*** Data listing Section Begins ***
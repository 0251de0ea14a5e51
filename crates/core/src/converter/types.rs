//! Types for the converter module.

use serde::{Deserialize, Serialize};
use std::path::PathBuf;

use crate::filter::FilterChain;

/// A single conversion to run.
#[derive(Debug, Clone, PartialEq, Serialize, Deserialize)]
pub struct ConversionJob {
    /// Unique job identifier.
    pub job_id: String,
    /// Input file path.
    pub input_path: PathBuf,
    /// Output file path (WebM).
    pub output_path: PathBuf,
    /// Video filters to apply.
    pub filter_chain: FilterChain,
}

/// Result of a completed conversion.
#[derive(Debug, Clone, PartialEq, Serialize, Deserialize)]
pub struct ConversionResult {
    pub job_id: String,
    pub output_path: PathBuf,
    pub output_size_bytes: u64,
    /// Wall-clock time spent in the engine.
    pub duration_ms: u64,
}

/// Information about a media file.
#[derive(Debug, Clone, PartialEq, Serialize, Deserialize)]
pub struct MediaInfo {
    /// File path.
    pub path: PathBuf,
    /// File size in bytes.
    pub size_bytes: u64,
    /// Duration in seconds.
    pub duration_secs: f64,
    /// Container format name (first of ffprobe's list).
    pub format: String,
    #[serde(skip_serializing_if = "Option::is_none")]
    pub video_codec: Option<String>,
    #[serde(skip_serializing_if = "Option::is_none")]
    pub video_width: Option<u32>,
    #[serde(skip_serializing_if = "Option::is_none")]
    pub video_height: Option<u32>,
    #[serde(skip_serializing_if = "Option::is_none")]
    pub video_fps: Option<f32>,
    pub has_audio: bool,
}

impl MediaInfo {
    /// Whether the file carries a video stream.
    pub fn has_video(&self) -> bool {
        self.video_codec.is_some()
    }
}
#[async_trait]
impl Converter for FfmpegConverter {
    fn name(&self) -> &str {
        "ffmpeg"
    }

    async fn probe(&self, path: &Path) -> Result<MediaInfo, ConverterError> {
        if !path.exists() {
            return Err(ConverterError::InputNotFound {
                path: path.to_path_buf(),
            });
        }

        let output = Command::new(&self.config.ffprobe_path)
            .args([
                "-v",
                "quiet",
                "-print_format",
                "json",
                "-show_format",
                "-show_streams",
            ])
            .arg(path)
            .output()
            .await
            .map_err(|e| {
                if e.kind() == std::io::ErrorKind::NotFound {
                    ConverterError::FfprobeNotFound {
                        path: self.config.ffprobe_path.clone(),
                    }
                } else {
                    ConverterError::Io(e)
                }
            })?;

        if !output.status.success() {
            return Err(ConverterError::probe_failed(format!(
                "ffprobe failed: {}",
                String::from_utf8_lossy(&output.stderr)
            )));
        }

        let stdout = String::from_utf8_lossy(&output.stdout);
        Self::parse_probe_output(path, &stdout)
    }

    async fn convert(&self, job: ConversionJob) -> Result<ConversionResult, ConverterError> {
        let start = Instant::now();

        if !job.input_path.exists() {
            return Err(ConverterError::InputNotFound {
                path: job.input_path.clone(),
            });
        }

        if let Some(parent) = job.output_path.parent() {
            tokio::fs::create_dir_all(parent).await.map_err(|_| {
                ConverterError::OutputDirectoryFailed {
                    path: parent.to_path_buf(),
                }
            })?;
        }

        let args = self.build_args(&job);
        debug!(job_id = %job.job_id, args = ?args, "Starting ffmpeg");

        let mut child = Command::new(&self.config.ffmpeg_path)
            .args(&args)
            .stdin(Stdio::null())
            .stdout(Stdio::null())
            .stderr(Stdio::piped())
            .kill_on_drop(true)
            .spawn()
            .map_err(|e| {
                if e.kind() == std::io::ErrorKind::NotFound {
                    ConverterError::FfmpegNotFound {
                        path: self.config.ffmpeg_path.clone(),
                    }
                } else {
                    ConverterError::Io(e)
                }
            })?;

        let stderr = child.stderr.take().ok_or_else(|| {
            ConverterError::Io(std::io::Error::other("ffmpeg stderr was not captured"))
        })?;
        let mut reader = BufReader::new(stderr).lines();

        let timeout_duration = Duration::from_secs(self.config.timeout_secs);
        let result = timeout(timeout_duration, async {
            let mut error_output = String::new();
            while let Ok(Some(line)) = reader.next_line().await {
                error_output.push_str(&line);
                error_output.push('\n');
            }

            let status = child.wait().await?;
            Ok::<(std::process::ExitStatus, String), std::io::Error>((status, error_output))
        })
        .await;

        match result {
            Ok(Ok((status, error_output))) => {
                if !status.success() {
                    return Err(Self::classify_failure(status.code(), error_output));
                }
            }
            Ok(Err(e)) => return Err(ConverterError::Io(e)),
            Err(_) => {
                // Kill the process on timeout
                let _ = child.kill().await;
                return Err(ConverterError::Timeout {
                    timeout_secs: self.config.timeout_secs,
                });
            }
        }

        // Verify output exists and get size
        let output_meta = tokio::fs::metadata(&job.output_path)
            .await
            .map_err(|_| ConverterError::conversion_failed("Output file not created", None))?;

        Ok(ConversionResult {
            job_id: job.job_id,
            output_path: job.output_path,
            output_size_bytes: output_meta.len(),
            duration_ms: start.elapsed().as_millis() as u64,
        })
    }

    async fn validate(&self) -> Result<(), ConverterError> {
        // Check ffmpeg exists
        let ffmpeg_result = Command::new(&self.config.ffmpeg_path)
            .arg("-version")
            .output()
            .await;

        if let Err(e) = ffmpeg_result {
            if e.kind() == std::io::ErrorKind::NotFound {
                return Err(ConverterError::FfmpegNotFound {
                    path: self.config.ffmpeg_path.clone(),
                });
            }
            return Err(ConverterError::Io(e));
        }

        // Check ffprobe exists
        let ffprobe_result = Command::new(&self.config.ffprobe_path)
            .arg("-version")
            .output()
            .await;

        if let Err(e) = ffprobe_result {
            if e.kind() == std::io::ErrorKind::NotFound {
                return Err(ConverterError::FfprobeNotFound {
                    path: self.config.ffprobe_path.clone(),
                });
            }
            return Err(ConverterError::Io(e));
        }

        Ok(())
    }
}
*** Data listing Section Ends ***
Your answer should be a single number: how many lines of the material contain the word "Check".

Problem solution: 2